== RECORDS FOR THIS EXERCISE

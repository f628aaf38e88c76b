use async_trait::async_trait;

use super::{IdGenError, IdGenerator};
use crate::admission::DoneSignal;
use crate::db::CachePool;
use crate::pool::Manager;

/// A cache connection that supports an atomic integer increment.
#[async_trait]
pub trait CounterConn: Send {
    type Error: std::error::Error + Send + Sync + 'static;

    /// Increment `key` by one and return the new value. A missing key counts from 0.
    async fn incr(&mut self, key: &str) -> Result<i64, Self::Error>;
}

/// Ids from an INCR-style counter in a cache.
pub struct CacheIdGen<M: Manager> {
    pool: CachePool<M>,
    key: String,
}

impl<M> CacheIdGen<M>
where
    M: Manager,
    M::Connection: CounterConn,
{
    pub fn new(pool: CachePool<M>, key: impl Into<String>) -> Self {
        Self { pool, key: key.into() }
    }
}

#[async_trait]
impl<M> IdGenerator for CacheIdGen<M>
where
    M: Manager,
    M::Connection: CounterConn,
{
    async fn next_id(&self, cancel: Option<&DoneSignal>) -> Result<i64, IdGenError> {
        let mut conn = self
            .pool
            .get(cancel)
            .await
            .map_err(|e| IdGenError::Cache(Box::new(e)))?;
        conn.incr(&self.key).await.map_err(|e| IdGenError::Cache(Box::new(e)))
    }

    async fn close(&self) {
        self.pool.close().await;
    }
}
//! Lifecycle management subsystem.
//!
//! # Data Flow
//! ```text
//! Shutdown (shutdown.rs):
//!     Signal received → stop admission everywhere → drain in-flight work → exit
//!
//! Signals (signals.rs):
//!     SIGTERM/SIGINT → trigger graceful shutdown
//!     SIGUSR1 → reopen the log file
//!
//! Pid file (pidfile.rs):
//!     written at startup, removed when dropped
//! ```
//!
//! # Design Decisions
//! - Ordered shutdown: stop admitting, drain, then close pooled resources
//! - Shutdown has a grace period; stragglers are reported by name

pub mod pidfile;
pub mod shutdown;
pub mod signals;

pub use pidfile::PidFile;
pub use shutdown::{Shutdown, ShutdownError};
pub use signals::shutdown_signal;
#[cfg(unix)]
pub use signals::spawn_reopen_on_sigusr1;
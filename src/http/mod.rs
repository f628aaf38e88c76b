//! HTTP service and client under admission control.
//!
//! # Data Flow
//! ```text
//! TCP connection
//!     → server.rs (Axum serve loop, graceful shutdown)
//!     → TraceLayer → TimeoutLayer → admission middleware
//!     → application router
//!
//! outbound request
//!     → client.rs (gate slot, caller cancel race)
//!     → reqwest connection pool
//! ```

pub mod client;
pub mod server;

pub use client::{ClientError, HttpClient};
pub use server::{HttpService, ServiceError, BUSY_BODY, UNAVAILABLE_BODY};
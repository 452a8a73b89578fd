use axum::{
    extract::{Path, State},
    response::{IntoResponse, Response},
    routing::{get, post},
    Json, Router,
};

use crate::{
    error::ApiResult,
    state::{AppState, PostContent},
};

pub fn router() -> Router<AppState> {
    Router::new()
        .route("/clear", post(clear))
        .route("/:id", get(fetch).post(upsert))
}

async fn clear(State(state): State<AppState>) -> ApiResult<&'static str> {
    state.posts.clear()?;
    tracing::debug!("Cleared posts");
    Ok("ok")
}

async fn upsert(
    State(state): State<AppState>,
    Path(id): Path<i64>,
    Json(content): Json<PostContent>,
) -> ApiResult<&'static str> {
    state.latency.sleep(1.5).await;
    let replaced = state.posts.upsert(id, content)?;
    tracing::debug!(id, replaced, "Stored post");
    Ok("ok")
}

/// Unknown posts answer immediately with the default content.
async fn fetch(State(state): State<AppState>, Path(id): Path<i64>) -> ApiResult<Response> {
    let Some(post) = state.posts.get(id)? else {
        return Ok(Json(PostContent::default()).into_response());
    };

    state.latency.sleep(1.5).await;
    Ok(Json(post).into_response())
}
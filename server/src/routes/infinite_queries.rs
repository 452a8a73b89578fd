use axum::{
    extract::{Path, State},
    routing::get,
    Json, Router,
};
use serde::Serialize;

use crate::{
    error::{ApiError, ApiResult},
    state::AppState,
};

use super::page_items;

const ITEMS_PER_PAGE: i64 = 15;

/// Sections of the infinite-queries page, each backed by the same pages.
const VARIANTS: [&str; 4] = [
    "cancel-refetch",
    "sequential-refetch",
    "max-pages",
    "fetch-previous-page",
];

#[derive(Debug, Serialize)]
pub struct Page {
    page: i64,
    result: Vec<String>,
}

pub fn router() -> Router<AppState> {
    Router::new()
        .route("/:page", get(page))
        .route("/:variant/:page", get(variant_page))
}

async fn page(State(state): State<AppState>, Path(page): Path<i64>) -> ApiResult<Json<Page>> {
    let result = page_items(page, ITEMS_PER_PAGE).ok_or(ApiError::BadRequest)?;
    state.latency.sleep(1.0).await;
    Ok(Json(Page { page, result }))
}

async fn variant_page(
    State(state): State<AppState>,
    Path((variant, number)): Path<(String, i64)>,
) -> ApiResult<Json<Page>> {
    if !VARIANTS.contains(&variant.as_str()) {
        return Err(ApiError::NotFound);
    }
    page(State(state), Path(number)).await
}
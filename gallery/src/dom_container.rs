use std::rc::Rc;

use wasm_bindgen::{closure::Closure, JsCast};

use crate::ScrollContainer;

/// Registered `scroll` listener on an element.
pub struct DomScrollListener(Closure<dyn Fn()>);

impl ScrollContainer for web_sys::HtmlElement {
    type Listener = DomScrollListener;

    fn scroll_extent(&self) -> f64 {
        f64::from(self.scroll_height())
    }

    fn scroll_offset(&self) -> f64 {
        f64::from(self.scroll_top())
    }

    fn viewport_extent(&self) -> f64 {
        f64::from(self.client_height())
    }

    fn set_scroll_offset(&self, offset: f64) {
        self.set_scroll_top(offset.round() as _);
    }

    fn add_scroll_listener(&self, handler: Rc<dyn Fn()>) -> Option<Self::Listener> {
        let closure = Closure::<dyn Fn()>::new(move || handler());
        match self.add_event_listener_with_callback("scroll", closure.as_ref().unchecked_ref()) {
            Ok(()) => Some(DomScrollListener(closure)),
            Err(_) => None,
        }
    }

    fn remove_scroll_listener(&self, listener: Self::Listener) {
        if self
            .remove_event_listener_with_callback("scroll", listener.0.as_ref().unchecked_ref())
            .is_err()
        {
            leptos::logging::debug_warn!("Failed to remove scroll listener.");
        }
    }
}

====

▶ **TASK PROMPT**: Give the number of lines in the listing above where the word "refetch" appears, and nothing else.

▶ **EXERCISE RESULT**: 2